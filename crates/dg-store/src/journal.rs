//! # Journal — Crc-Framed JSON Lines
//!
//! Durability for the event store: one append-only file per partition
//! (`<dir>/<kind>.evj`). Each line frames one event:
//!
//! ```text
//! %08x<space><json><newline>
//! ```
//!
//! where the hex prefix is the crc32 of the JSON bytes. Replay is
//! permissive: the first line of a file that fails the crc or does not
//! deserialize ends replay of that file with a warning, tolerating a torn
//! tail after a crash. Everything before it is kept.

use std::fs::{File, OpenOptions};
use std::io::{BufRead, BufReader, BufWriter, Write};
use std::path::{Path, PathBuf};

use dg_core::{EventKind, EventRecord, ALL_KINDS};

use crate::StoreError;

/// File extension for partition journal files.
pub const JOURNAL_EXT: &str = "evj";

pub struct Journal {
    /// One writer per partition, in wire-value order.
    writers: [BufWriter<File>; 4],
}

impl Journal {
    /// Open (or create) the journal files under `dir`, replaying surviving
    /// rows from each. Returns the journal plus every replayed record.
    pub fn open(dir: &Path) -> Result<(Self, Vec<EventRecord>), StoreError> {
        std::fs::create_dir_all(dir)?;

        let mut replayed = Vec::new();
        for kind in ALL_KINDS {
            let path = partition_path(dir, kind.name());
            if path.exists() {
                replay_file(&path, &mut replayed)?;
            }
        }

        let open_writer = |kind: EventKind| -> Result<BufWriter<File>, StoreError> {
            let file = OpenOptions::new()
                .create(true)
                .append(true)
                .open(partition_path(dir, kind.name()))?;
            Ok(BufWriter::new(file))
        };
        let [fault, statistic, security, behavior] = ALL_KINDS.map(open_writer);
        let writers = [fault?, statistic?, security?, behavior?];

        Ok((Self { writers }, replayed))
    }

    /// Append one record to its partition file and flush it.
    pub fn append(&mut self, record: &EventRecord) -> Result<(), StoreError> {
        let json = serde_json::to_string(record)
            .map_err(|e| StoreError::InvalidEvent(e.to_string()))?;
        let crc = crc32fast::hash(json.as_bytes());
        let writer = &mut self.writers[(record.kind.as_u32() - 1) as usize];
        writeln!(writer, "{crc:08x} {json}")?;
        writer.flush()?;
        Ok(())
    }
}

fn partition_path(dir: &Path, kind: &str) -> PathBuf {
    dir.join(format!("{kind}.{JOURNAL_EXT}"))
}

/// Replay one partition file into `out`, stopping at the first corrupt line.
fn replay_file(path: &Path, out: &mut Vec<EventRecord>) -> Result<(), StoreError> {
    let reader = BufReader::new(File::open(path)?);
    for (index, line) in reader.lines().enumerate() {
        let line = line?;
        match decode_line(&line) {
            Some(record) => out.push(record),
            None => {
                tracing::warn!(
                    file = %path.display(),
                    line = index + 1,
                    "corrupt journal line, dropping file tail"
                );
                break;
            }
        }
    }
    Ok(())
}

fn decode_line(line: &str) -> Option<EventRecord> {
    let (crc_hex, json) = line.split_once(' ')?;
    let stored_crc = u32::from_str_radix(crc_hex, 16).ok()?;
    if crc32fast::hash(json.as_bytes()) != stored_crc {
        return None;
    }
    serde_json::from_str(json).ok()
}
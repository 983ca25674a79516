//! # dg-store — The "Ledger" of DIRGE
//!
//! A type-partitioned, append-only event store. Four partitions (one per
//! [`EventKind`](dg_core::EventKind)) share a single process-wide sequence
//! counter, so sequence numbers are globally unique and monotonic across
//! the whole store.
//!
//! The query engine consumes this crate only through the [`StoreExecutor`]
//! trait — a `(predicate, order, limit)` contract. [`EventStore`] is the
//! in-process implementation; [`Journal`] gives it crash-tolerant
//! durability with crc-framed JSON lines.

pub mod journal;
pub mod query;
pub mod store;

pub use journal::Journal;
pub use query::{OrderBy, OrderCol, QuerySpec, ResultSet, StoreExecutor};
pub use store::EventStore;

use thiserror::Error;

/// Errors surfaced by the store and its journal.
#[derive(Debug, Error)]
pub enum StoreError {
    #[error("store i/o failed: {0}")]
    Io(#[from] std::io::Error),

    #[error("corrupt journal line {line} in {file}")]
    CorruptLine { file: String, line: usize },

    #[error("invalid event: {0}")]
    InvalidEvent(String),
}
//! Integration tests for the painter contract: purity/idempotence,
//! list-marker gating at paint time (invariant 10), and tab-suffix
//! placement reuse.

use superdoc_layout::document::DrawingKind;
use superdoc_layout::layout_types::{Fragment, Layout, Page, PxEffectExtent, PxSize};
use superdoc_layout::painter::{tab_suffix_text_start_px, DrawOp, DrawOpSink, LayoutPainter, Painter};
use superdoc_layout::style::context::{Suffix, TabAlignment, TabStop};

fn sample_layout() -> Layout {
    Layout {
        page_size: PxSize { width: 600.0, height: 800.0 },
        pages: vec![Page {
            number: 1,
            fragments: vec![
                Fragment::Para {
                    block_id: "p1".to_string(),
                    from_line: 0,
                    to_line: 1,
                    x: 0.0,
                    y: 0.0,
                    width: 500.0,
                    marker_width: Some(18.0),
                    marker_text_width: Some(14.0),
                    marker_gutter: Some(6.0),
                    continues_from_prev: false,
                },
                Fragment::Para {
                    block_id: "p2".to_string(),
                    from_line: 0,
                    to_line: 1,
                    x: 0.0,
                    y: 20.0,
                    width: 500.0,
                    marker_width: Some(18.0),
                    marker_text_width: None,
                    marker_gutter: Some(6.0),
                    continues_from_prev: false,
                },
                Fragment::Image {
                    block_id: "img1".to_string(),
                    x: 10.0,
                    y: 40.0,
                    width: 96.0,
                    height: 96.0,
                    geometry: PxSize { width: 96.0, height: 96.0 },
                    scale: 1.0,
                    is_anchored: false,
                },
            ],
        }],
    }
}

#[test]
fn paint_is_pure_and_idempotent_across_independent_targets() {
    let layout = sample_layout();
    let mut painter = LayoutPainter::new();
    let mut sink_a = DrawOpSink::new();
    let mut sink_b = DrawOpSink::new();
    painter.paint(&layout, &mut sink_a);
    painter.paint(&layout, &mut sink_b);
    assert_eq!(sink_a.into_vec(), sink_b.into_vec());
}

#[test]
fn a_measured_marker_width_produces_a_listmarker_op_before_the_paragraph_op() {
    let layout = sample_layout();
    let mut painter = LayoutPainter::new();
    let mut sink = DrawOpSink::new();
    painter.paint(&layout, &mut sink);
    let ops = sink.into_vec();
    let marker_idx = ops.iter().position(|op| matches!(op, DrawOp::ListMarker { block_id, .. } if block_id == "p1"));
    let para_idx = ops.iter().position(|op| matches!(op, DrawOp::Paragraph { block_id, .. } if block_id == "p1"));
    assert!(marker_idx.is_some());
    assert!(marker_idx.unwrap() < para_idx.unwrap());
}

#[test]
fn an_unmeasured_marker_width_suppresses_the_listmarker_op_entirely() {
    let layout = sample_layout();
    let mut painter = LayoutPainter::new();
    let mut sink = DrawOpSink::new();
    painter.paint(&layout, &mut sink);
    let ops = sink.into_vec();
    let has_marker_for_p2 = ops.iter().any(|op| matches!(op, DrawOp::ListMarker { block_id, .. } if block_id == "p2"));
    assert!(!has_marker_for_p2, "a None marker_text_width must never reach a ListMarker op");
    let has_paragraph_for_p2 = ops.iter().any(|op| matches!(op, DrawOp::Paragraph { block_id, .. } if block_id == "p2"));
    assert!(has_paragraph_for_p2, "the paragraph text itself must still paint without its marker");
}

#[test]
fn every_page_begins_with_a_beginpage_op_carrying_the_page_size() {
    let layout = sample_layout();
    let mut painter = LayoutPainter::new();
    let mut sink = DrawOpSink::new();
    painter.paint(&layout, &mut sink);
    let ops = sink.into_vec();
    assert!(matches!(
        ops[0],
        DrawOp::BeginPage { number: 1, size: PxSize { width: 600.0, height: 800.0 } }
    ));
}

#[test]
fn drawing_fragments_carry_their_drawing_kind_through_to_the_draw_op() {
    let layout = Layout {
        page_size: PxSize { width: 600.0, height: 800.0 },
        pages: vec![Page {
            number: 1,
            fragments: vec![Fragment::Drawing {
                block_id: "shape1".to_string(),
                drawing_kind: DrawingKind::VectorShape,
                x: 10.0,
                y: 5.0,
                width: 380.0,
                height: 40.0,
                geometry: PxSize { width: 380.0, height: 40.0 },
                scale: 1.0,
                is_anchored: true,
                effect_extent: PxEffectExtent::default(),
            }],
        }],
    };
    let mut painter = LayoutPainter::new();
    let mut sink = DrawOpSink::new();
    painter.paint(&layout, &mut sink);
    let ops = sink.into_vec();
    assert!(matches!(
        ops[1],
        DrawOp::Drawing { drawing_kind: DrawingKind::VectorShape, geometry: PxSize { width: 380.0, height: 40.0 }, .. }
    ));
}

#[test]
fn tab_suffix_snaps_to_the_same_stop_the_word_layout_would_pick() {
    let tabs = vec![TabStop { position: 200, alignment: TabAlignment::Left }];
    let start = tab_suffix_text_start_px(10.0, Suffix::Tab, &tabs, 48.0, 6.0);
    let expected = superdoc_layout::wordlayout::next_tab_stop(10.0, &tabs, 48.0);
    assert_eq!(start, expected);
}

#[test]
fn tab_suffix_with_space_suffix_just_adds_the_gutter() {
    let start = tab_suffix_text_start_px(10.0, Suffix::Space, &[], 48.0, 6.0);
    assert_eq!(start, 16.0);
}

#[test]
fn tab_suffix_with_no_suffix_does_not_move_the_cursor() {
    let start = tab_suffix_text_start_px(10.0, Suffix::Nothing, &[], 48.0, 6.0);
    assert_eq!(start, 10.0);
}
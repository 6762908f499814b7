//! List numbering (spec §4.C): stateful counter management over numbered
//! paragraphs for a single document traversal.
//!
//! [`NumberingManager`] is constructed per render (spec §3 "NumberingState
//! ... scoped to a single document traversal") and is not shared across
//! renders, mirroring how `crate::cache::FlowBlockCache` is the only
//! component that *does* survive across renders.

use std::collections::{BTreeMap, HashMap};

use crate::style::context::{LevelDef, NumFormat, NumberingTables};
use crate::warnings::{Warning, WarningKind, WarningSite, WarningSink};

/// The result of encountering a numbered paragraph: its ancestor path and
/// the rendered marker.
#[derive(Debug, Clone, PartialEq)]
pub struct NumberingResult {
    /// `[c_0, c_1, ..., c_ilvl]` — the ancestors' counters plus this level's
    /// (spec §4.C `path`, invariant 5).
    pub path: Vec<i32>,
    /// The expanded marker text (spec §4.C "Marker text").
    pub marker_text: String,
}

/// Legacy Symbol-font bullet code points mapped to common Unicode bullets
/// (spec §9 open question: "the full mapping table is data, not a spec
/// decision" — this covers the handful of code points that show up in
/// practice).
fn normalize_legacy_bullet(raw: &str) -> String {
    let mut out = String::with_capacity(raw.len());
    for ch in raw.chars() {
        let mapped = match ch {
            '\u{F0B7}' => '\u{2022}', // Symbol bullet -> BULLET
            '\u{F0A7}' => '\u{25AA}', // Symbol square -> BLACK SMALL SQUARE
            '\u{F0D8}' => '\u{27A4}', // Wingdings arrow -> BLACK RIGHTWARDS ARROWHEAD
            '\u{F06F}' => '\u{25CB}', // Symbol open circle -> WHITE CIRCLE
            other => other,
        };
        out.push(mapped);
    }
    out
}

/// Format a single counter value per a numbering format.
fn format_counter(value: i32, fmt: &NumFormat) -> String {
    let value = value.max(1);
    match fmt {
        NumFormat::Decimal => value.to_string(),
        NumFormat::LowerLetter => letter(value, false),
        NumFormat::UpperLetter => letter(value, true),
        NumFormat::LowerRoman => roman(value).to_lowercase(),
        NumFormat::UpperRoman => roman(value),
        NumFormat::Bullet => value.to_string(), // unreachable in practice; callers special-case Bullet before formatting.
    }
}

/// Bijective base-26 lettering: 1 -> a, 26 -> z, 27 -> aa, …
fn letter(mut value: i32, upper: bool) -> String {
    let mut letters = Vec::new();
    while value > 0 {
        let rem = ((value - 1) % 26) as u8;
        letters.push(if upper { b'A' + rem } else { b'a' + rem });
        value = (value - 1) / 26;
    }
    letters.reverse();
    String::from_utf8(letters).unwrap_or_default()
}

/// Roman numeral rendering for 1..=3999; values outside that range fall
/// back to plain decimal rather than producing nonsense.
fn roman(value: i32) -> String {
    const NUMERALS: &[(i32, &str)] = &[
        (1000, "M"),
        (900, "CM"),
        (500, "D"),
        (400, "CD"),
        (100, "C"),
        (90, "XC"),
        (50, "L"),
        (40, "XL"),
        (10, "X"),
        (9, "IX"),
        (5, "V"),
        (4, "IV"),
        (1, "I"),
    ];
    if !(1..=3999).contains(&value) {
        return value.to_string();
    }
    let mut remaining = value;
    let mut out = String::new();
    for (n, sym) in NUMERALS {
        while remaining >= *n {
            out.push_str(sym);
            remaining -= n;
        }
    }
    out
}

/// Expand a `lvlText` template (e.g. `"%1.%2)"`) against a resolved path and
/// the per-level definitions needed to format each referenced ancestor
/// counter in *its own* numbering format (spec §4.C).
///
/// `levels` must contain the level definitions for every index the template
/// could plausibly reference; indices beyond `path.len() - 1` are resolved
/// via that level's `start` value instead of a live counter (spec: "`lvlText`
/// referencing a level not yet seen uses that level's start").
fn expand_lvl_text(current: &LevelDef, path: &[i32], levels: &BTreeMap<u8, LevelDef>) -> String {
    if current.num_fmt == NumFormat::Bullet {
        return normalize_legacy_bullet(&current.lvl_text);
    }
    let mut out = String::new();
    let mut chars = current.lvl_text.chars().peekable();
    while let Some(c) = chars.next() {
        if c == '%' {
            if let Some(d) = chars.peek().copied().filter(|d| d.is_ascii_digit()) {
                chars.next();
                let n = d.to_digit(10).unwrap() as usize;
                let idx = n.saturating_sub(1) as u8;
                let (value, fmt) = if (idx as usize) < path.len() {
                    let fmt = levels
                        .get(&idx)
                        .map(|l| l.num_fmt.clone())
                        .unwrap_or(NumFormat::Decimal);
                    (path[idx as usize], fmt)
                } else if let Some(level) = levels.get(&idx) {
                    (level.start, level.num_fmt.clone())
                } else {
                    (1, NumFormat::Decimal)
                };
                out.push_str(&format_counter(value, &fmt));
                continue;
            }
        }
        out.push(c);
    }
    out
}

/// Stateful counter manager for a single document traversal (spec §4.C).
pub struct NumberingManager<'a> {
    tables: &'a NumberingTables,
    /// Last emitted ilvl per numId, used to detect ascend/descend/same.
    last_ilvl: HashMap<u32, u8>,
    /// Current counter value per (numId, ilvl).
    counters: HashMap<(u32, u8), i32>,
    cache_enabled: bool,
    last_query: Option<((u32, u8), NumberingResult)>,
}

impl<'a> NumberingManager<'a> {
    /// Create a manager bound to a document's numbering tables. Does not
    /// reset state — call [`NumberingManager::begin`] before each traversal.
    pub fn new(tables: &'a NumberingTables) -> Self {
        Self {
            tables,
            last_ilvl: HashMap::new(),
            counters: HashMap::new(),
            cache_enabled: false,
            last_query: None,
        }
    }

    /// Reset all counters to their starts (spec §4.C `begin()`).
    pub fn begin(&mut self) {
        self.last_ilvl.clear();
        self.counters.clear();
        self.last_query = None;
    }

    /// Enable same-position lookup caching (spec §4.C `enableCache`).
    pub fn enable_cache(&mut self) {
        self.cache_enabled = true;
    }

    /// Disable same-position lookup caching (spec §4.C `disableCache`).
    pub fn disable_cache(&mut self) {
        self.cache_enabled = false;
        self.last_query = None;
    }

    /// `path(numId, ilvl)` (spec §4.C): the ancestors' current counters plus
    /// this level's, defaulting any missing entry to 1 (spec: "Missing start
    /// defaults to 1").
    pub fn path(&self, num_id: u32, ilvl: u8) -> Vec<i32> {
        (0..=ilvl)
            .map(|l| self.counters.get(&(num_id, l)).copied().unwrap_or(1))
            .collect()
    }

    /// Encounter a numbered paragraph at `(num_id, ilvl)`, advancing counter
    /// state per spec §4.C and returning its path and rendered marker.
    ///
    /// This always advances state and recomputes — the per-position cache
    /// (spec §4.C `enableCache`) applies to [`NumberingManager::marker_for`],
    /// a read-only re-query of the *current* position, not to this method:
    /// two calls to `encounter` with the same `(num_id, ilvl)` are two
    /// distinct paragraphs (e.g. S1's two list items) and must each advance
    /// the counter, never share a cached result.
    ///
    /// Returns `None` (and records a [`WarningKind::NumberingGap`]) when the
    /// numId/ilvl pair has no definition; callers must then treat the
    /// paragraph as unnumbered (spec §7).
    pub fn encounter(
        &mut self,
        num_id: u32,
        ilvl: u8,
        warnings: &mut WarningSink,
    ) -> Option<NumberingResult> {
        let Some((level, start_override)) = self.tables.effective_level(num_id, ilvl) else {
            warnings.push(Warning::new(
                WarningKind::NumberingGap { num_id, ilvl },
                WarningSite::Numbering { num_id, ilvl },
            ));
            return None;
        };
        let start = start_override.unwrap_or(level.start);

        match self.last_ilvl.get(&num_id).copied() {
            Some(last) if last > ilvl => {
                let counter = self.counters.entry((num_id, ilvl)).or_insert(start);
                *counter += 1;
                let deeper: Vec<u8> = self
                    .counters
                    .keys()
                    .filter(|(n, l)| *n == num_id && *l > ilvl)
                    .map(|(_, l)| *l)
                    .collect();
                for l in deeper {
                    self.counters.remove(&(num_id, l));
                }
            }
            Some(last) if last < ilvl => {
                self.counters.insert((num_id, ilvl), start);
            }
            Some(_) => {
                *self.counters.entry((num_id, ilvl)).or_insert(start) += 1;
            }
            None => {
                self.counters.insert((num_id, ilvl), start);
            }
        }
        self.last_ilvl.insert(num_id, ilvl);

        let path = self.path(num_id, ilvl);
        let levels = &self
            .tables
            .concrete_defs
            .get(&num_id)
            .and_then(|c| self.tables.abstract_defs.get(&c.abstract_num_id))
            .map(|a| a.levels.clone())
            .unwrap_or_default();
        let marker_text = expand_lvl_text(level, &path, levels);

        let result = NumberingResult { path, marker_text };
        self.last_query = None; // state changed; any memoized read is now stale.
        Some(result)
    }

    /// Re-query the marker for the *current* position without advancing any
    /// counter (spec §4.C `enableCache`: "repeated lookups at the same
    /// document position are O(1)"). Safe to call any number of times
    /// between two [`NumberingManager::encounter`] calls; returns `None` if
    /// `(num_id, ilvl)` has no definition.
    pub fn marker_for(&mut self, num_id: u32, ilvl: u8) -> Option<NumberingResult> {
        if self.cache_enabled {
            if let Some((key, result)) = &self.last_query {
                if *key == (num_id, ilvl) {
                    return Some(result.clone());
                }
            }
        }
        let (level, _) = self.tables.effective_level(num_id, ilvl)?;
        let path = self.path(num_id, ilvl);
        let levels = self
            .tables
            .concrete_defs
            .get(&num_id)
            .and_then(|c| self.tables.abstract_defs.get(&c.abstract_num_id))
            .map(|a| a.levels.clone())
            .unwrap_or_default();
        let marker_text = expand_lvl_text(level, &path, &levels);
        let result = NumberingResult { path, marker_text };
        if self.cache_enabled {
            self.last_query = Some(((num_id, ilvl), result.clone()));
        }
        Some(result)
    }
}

____

Out of the listing above, reproduce exactly the lines from the one with "Some(last) if last <" up to and including the one with "if *key == (num_id, ilvl)".

:: Task result ::
            Some(last) if last < ilvl => {
                self.counters.insert((num_id, ilvl), start);
            }
            Some(_) => {
                *self.counters.entry((num_id, ilvl)).or_insert(start) += 1;
            }
            None => {
                self.counters.insert((num_id, ilvl), start);
            }
        }
        self.last_ilvl.insert(num_id, ilvl);

        let path = self.path(num_id, ilvl);
        let levels = &self
            .tables
            .concrete_defs
            .get(&num_id)
            .and_then(|c| self.tables.abstract_defs.get(&c.abstract_num_id))
            .map(|a| a.levels.clone())
            .unwrap_or_default();
        let marker_text = expand_lvl_text(level, &path, levels);

        let result = NumberingResult { path, marker_text };
        self.last_query = None; // state changed; any memoized read is now stale.
        Some(result)
    }

    /// Re-query the marker for the *current* position without advancing any
    /// counter (spec §4.C `enableCache`: "repeated lookups at the same
    /// document position are O(1)"). Safe to call any number of times
    /// between two [`NumberingManager::encounter`] calls; returns `None` if
    /// `(num_id, ilvl)` has no definition.
    pub fn marker_for(&mut self, num_id: u32, ilvl: u8) -> Option<NumberingResult> {
        if self.cache_enabled {
            if let Some((key, result)) = &self.last_query {
                if *key == (num_id, ilvl) {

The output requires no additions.